And I also know the effect it has on one's children.
I would tend to encourage anyone to think carefully before choosing to spend the rest of their life with someone who doesn't cope with ordinary life.
It can be desperately unhappy sometimes if you can make no radical difference, only do 'band-aid stuff", because ultimately each is responsible for their own happiness and all the effort in the world cannot lift, for long, a chronically depressed person. And yes, it did get worse, at times barely tolerable...but none of us here know your boyfriend or how deep his issues are, and whether or not God wishes you to shoulder his cross with him.
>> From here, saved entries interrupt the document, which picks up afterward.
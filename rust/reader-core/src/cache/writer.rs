// rust/reader-core/src/cache/writer.rs

use std::io::Write;
use std::path::{Path, PathBuf};
use std::sync::Arc;

use tracing::debug;

use crate::config::CacheConfig;
use crate::data::SparseRow;
use crate::error::{ReaderError, Result};
use crate::parser::FileFormat;
use crate::storage::StorageBackend;

use super::format::{cache_path, CacheHeader, SourceFingerprint};

/// Writes parsed rows to a source's cache file.
///
/// With `atomic_writes` the file is first written under a hidden temporary
/// name in the same directory and then renamed into place, so a reader
/// never observes a half-written cache.
pub struct CacheWriter {
    storage: Arc<dyn StorageBackend>,
    config: CacheConfig,
}

impl CacheWriter {
    pub fn new(storage: Arc<dyn StorageBackend>, config: CacheConfig) -> Self {
        Self { storage, config }
    }

    /// Writes the cache for `source` and returns its path.
    ///
    /// # Errors
    ///
    /// Returns a serialization error if the rows cannot be encoded, or a
    /// storage error if the file cannot be written.
    pub fn write(
        &self,
        source: &Path,
        fingerprint: &SourceFingerprint,
        format: FileFormat,
        has_label: bool,
        rows: &[SparseRow],
    ) -> Result<PathBuf> {
        let payload = bincode::serialize(rows)
            .map_err(|e| ReaderError::serialization(format!("failed to encode rows: {e}")))?;

        let header = CacheHeader::new(format, has_label, rows.len() as u64, &payload, *fingerprint);
        let header_bytes = bincode::serialize(&header)
            .map_err(|e| ReaderError::serialization(format!("failed to encode cache header: {e}")))?;

        let header_len = u32::try_from(header_bytes.len())
            .map_err(|_| ReaderError::serialization("cache header too large"))?;
        let mut data = Vec::with_capacity(4 + header_bytes.len() + payload.len());
        data.extend_from_slice(&header_len.to_le_bytes());
        data.extend_from_slice(&header_bytes);
        data.extend_from_slice(&payload);

        let final_path = cache_path(source, &self.config.extension);

        if self.config.atomic_writes {
            let temp_path = temp_path_for(&final_path);
            self.write_to_path(&temp_path, &data)?;

            if let Err(e) = self.storage.rename(&temp_path, &final_path) {
                let _ = self.storage.delete(&temp_path);
                return Err(e);
            }
        } else {
            self.write_to_path(&final_path, &data)?;
        }

        debug!(
            path = %final_path.display(),
            rows = rows.len(),
            bytes = data.len(),
            "wrote row cache"
        );

        Ok(final_path)
    }

    fn write_to_path(&self, path: &Path, data: &[u8]) -> Result<()> {
        let mut writer = self.storage.open_write(path)?;
        writer.write_all(data).map_err(|e| {
            ReaderError::storage_with_source(path, "failed to write cache data", e)
        })?;
        writer.finish()
    }
}

/// `<dir>/.<name>.tmp` next to `path`.
fn temp_path_for(path: &Path) -> PathBuf {
    let name = path
        .file_name()
        .map(|n| n.to_string_lossy().into_owned())
        .unwrap_or_default();
    path.with_file_name(format!(".{name}.tmp"))
}

#[cfg(test)]
mod tests {
    use super::*;
    use crate::config::StorageConfig;
    use crate::data::Feature;
    use crate::storage::LocalStorage;
    use tempfile::TempDir;

    fn setup(atomic_writes: bool) -> (CacheWriter, Arc<dyn StorageBackend>, TempDir) {
        let temp_dir = TempDir::new().unwrap();
        let storage_config = StorageConfig {
            base_path: temp_dir.path().to_path_buf(),
            ..Default::default()
        };
        let storage: Arc<dyn StorageBackend> =
            Arc::new(LocalStorage::new(&storage_config).unwrap());
        let config = CacheConfig {
            atomic_writes,
            ..Default::default()
        };
        (CacheWriter::new(storage.clone(), config), storage, temp_dir)
    }

    fn fingerprint() -> SourceFingerprint {
        SourceFingerprint {
            size: 0,
            modified_nanos: None,
            prefix_hash: 0,
        }
    }

    fn rows() -> Vec<SparseRow> {
        vec![SparseRow {
            label: Some(1.0),
            features: vec![Feature::new(0, 3, 0.5)],
        }]
    }

    #[test]
    fn test_write_creates_cache_next_to_source() {
        let (writer, storage, temp) = setup(true);

        let path = writer
            .write(Path::new("train.txt"), &fingerprint(), FileFormat::LibSvm, true, &rows())
            .unwrap();

        assert_eq!(path, PathBuf::from("train.txt.bin"));
        assert!(storage.exists(&path).unwrap());
        assert!(!temp.path().join(".train.txt.bin.tmp").exists());
    }

    #[test]
    fn test_write_layout() {
        let (writer, _, temp) = setup(false);
        writer
            .write(Path::new("train.txt"), &fingerprint(), FileFormat::LibSvm, true, &rows())
            .unwrap();

        let bytes = std::fs::read(temp.path().join("train.txt.bin")).unwrap();
        let header_len = u32::from_le_bytes(bytes[..4].try_into().unwrap()) as usize;
        let header: CacheHeader = bincode::deserialize(&bytes[4..4 + header_len]).unwrap();

        assert_eq!(header.row_count, 1);
        assert_eq!(header.payload_len as usize, bytes.len() - 4 - header_len);

        let payload: Vec<SparseRow> = bincode::deserialize(&bytes[4 + header_len..]).unwrap();
        assert_eq!(payload, rows());
    }

    #[test]
    fn test_write_overwrites_existing_cache() {
        let (writer, _, temp) = setup(true);
        let source = Path::new("train.txt");

        writer
            .write(source, &fingerprint(), FileFormat::LibSvm, true, &rows())
            .unwrap();
        let first = std::fs::metadata(temp.path().join("train.txt.bin")).unwrap().len();

        writer
            .write(source, &fingerprint(), FileFormat::LibSvm, true, &[])
            .unwrap();
        let second = std::fs::metadata(temp.path().join("train.txt.bin")).unwrap().len();

        assert!(second < first);
    }

    #[test]
    fn test_temp_path_for() {
        assert_eq!(
            temp_path_for(Path::new("/data/train.txt.bin")),
            PathBuf::from("/data/.train.txt.bin.tmp")
        );
    }
}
However, if you can help him towards recovery as a good friend that will be good, although it is extremely difficult to throw off attitudes of negativity and depression from childhood.
Juliane is right. If he does have mental illness and chronic depression, then consider what you will be putting yourself and your children through. My own mother warned, "Don't imagine you can ever change a man."However, may God's will be done.
Your choices are between you and God, and I hope and pray that he will find a way to recover. Who knows if you can be part of that healing...
The indications that you mention of course may not be as bad as he thinks or as you fear. Perhaps your caring may help, but when my beautiful granddaughter said her boyfriend was unhappy with his job I anxiously asked her if this meant he was a negative person, prone to dissatisfaction...because I want her to live a happy life...and she assured me with a smile that wasn't the case, that he's generally positive.
For now I think I'd say, don't rush into anything, and see what you can do for his confidence: and perhaps discuss with him whether or not he needs to talk out his issues with anyone. And avoid rushing towards anything where you have serious doubts. As you both are practicing Catholics, you have faith and prayer in common, and trust in God. May God guide you.
__________________
JESUS who died once for all persons
who gives Yourself wholly in Communion to billions throughout time
please pray in me for every person
as if each person is the only loved one.
JESUS please welcome each person with love, healing, and great joy!
Thank You JESUS
Mother Mary at the wedding feast of Cana (John 2:1-12)
though JESUS protested it was not yet time for miracles
you successfully interceded with Him for a family's temporal need
please now intercede with your divine Son
for each person's temporal and spiritual needs.
Thank you Mother
JESUS please grant our prayer for this person
Catechism of the Catholic Church http://www.vatican.va/archive/ENG0015/_INDEX.HTM
Last edited by Trishie; Jun 13, '12 at 7:12 am.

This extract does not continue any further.